PROBLEM REQUIREMENTS: Please repeat the lines below, exactly and only, from the one that holds "for holder in" through the one that holds "let features = match".

EXTRACTED MATERIAL:
..............................
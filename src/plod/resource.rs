//! Per-request view of one P-LOD entity
//!
//! A `PlodResource` is built from a bare local name, used for exactly one
//! accessor and dropped. It owns nothing but the entity's IRI.

use super::geojson;
use super::graph::PlodGraph;
use super::{PlodError, PlodResult};
use crate::rdf::{NamedNode, RdfFormat, RdfObject, RdfPredicate, RdfSerializer};
use indexmap::IndexSet;
use serde::ser::SerializeMap;
use serde::{Serialize, Serializer};
use serde_json::Value;

/// Summary of a related entity
#[derive(Debug, Clone, PartialEq, Serialize)]
pub struct Entry {
    pub urn: String,
    #[serde(rename = "type", skip_serializing_if = "Option::is_none")]
    pub rdf_type: Option<String>,
    #[serde(skip_serializing_if = "Option::is_none")]
    pub label: Option<String>,
    #[serde(skip_serializing_if = "Option::is_none")]
    pub geojson: Option<Value>,
}

/// An image attached to the resource or to something inside it
#[derive(Debug, Clone, PartialEq, Serialize)]
pub struct ImageEntry {
    pub urn: String,
    pub feature: String,
    #[serde(skip_serializing_if = "Option::is_none")]
    pub label: Option<String>,
}

/// One `predicate → object` pair of the property listing.
///
/// Serializes as a single-key map: `{"<predicate>": "<object>"}`.
#[derive(Debug, Clone, PartialEq)]
pub struct PropertyRow {
    pub predicate: String,
    pub object: String,
}

impl Serialize for PropertyRow {
    fn serialize<S: Serializer>(&self, serializer: S) -> Result<S::Ok, S::Error> {
        let mut map = serializer.serialize_map(Some(1))?;
        map.serialize_entry(&self.predicate, &self.object)?;
        map.end()
    }
}

/// A triple in which the resource is the object
#[derive(Debug, Clone, PartialEq, Serialize)]
pub struct ObjectUsage {
    pub subject: String,
    pub predicate: String,
}

/// A triple in which the resource is the predicate
#[derive(Debug, Clone, PartialEq, Serialize)]
pub struct PredicateUsage {
    pub subject: String,
    pub object: String,
}

/// Handle on a single P-LOD entity
pub struct PlodResource<'g> {
    graph: &'g PlodGraph,
    local_name: String,
    node: NamedNode,
}

impl<'g> PlodResource<'g> {
    /// Construct the handle; fails when `urn:p-lod:id:{local_name}` is not an IRI
    pub fn new(graph: &'g PlodGraph, local_name: &str) -> PlodResult<Self> {
        let node = graph
            .node(local_name)
            .map_err(|source| PlodError::InvalidIdentifier {
                id: local_name.to_string(),
                source,
            })?;

        Ok(Self {
            graph,
            local_name: local_name.to_string(),
            node,
        })
    }

    pub fn local_name(&self) -> &str {
        &self.local_name
    }

    pub fn urn(&self) -> &str {
        self.node.as_str()
    }

    /// Every `(predicate, object)` with this resource as subject
    pub fn properties(&self) -> Vec<PropertyRow> {
        self.graph
            .describe(&self.node)
            .into_iter()
            .map(|t| PropertyRow {
                predicate: t.predicate.as_str().to_string(),
                object: t.object.lexical(),
            })
            .collect()
    }

    /// Turtle description of the resource
    pub fn rdf_describe(&self) -> PlodResult<String> {
        let triples = self.graph.describe(&self.node);
        Ok(RdfSerializer::serialize(triples, RdfFormat::Turtle)?)
    }

    /// Turtle of the resource's `rdfs:seeAlso` links
    pub fn see_also(&self) -> PlodResult<String> {
        let see_also = &self.graph.vocab().see_also;
        let triples = self
            .graph
            .describe(&self.node)
            .into_iter()
            .filter(|t| &t.predicate == see_also);
        Ok(RdfSerializer::serialize(triples, RdfFormat::Turtle)?)
    }

    pub fn conceptual_ancestors(&self) -> Vec<Entry> {
        let broader = &self.graph.vocab().broader;
        let ancestors = self
            .graph
            .transitive(&self.node, |n| self.graph.parents(n, broader));
        self.graph.entries(&ancestors)
    }

    pub fn conceptual_children(&self) -> Vec<Entry> {
        let children = self.graph.children(&self.node, &self.graph.vocab().broader);
        self.graph.entries(&children)
    }

    pub fn conceptual_descendants(&self) -> Vec<Entry> {
        let broader = &self.graph.vocab().broader;
        let descendants = self
            .graph
            .transitive(&self.node, |n| self.graph.children(n, broader));
        self.graph.entries(&descendants)
    }

    /// The resource itself first, then each spatial parent up to the root
    pub fn spatial_ancestors(&self) -> Vec<Entry> {
        self.graph.entries(&self.graph.spatial_chain(&self.node))
    }

    /// Direct spatial children when `rdf_type` is `all` (or empty); otherwise
    /// every spatial descendant of that type. `exclude_rdf_type` drops
    /// entities of the given type.
    pub fn spatial_children(&self, rdf_type: &str, exclude_rdf_type: &str) -> Vec<Entry> {
        let graph = self.graph;
        let candidates = if rdf_type.is_empty() || rdf_type == "all" {
            graph.spatial_children(&self.node)
        } else {
            let wanted = graph.resolve_term(rdf_type);
            graph
                .spatial_descendants(&self.node)
                .into_iter()
                .filter(|n| graph.has_type(n, &wanted))
                .collect()
        };

        let excluded = (!exclude_rdf_type.is_empty()).then(|| graph.resolve_term(exclude_rdf_type));
        let kept: Vec<NamedNode> = candidates
            .into_iter()
            .filter(|n| excluded.as_deref().map_or(true, |x| !graph.has_type(n, x)))
            .collect();

        graph.entries(&kept)
    }

    /// Spatial units at `level_of_detail` holding something that depicts
    /// this resource
    pub fn depicted_where(&self, level_of_detail: &str) -> PlodResult<Vec<Entry>> {
        let graph = self.graph;
        let level = graph.resolve_term(level_of_detail);

        let mut units: IndexSet<NamedNode> = IndexSet::new();
        for depicting in graph.children(&self.node, &graph.vocab().depicts) {
            if let Some(unit) = graph
                .spatial_chain(&depicting)
                .into_iter()
                .find(|n| graph.has_type(n, &level))
            {
                units.insert(unit);
            }
        }

        units
            .iter()
            .map(|unit| {
                let mut entry = graph.entry(unit);
                entry.geojson = graph.geometry(unit)?;
                Ok(entry)
            })
            .collect()
    }

    /// Concepts depicted anywhere inside this spatial unit
    pub fn depicts_concepts(&self) -> Vec<Entry> {
        let graph = self.graph;
        let depicts = &graph.vocab().depicts;

        let concepts: IndexSet<NamedNode> = self
            .spatial_units()
            .iter()
            .flat_map(|n| graph.parents(n, depicts))
            .collect();

        graph.entries(&concepts.into_iter().collect::<Vec<_>>())
    }

    /// Images of the resource, of everything spatially inside it, and of
    /// whatever depicts it
    pub fn gather_images(&self) -> Vec<ImageEntry> {
        let graph = self.graph;
        let vocab = graph.vocab();

        let mut holders = self.spatial_units();
        holders.extend(graph.children(&self.node, &vocab.depicts));

        let mut seen = IndexSet::new();
        let mut images = Vec::new();
        for holder in &holders {
            for image in graph.parents(holder, &vocab.best_image) {
                if seen.insert(image.clone()) {
                    images.push(ImageEntry {
                        urn: image.as_str().to_string(),
                        feature: holder.as_str().to_string(),
                        label: graph.label(&image),
                    });
                }
            }
        }
        images
    }

    pub fn instances_of(&self) -> Vec<Entry> {
        let instances = self
            .graph
            .children(&self.node, &self.graph.vocab().instance_of);
        self.graph.entries(&instances)
    }

    /// Triples where the resource appears as object
    pub fn as_object(&self) -> Vec<ObjectUsage> {
        self.graph
            .store()
            .triples_with_object(&RdfObject::NamedNode(self.node.clone()))
            .into_iter()
            .map(|t| ObjectUsage {
                subject: t.subject.lexical(),
                predicate: t.predicate.as_str().to_string(),
            })
            .collect()
    }

    /// Triples where the resource appears as predicate
    pub fn as_predicate(&self) -> Vec<PredicateUsage> {
        self.graph
            .store()
            .triples_with_predicate(&RdfPredicate::from(self.node.clone()))
            .into_iter()
            .map(|t| PredicateUsage {
                subject: t.subject.lexical(),
                object: t.object.lexical(),
            })
            .collect()
    }

    /// GeoJSON `FeatureCollection` for the resource.
    ///
    /// Uses the resource's own geometry when it has one, otherwise the
    /// features where it is depicted.
    pub fn geojson(&self) -> PlodResult<Value> {
        let graph = self.graph;

        let features = match graph.geometry(&self.node)? {
            Some(stored) => geojson::features(&graph.entry(&self.node), stored),
            None => self
                .depicted_where("feature")?
                .into_iter()
                .flat_map(|mut entry| match entry.geojson.take() {
                    Some(stored) => geojson::features(&entry, stored),
                    None => Vec::new(),
                })
                .collect(),
        };

        Ok(geojson::feature_collection(features))
    }

    /// This unit followed by its spatial descendants, artworks included
    fn spatial_units(&self) -> Vec<NamedNode> {
        let mut units = vec![self.node.clone()];
        units.extend(self.graph.spatial_descendants(&self.node));
        units
    }
}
..............................
PROBLEM SOLUTION:
        for holder in &holders {
            for image in graph.parents(holder, &vocab.best_image) {
                if seen.insert(image.clone()) {
                    images.push(ImageEntry {
                        urn: image.as_str().to_string(),
                        feature: holder.as_str().to_string(),
                        label: graph.label(&image),
                    });
                }
            }
        }
        images
    }

    pub fn instances_of(&self) -> Vec<Entry> {
        let instances = self
            .graph
            .children(&self.node, &self.graph.vocab().instance_of);
        self.graph.entries(&instances)
    }

    /// Triples where the resource appears as object
    pub fn as_object(&self) -> Vec<ObjectUsage> {
        self.graph
            .store()
            .triples_with_object(&RdfObject::NamedNode(self.node.clone()))
            .into_iter()
            .map(|t| ObjectUsage {
                subject: t.subject.lexical(),
                predicate: t.predicate.as_str().to_string(),
            })
            .collect()
    }

    /// Triples where the resource appears as predicate
    pub fn as_predicate(&self) -> Vec<PredicateUsage> {
        self.graph
            .store()
            .triples_with_predicate(&RdfPredicate::from(self.node.clone()))
            .into_iter()
            .map(|t| PredicateUsage {
                subject: t.subject.lexical(),
                object: t.object.lexical(),
            })
            .collect()
    }

    /// GeoJSON `FeatureCollection` for the resource.
    ///
    /// Uses the resource's own geometry when it has one, otherwise the
    /// features where it is depicted.
    pub fn geojson(&self) -> PlodResult<Value> {
        let graph = self.graph;

        let features = match graph.geometry(&self.node)? {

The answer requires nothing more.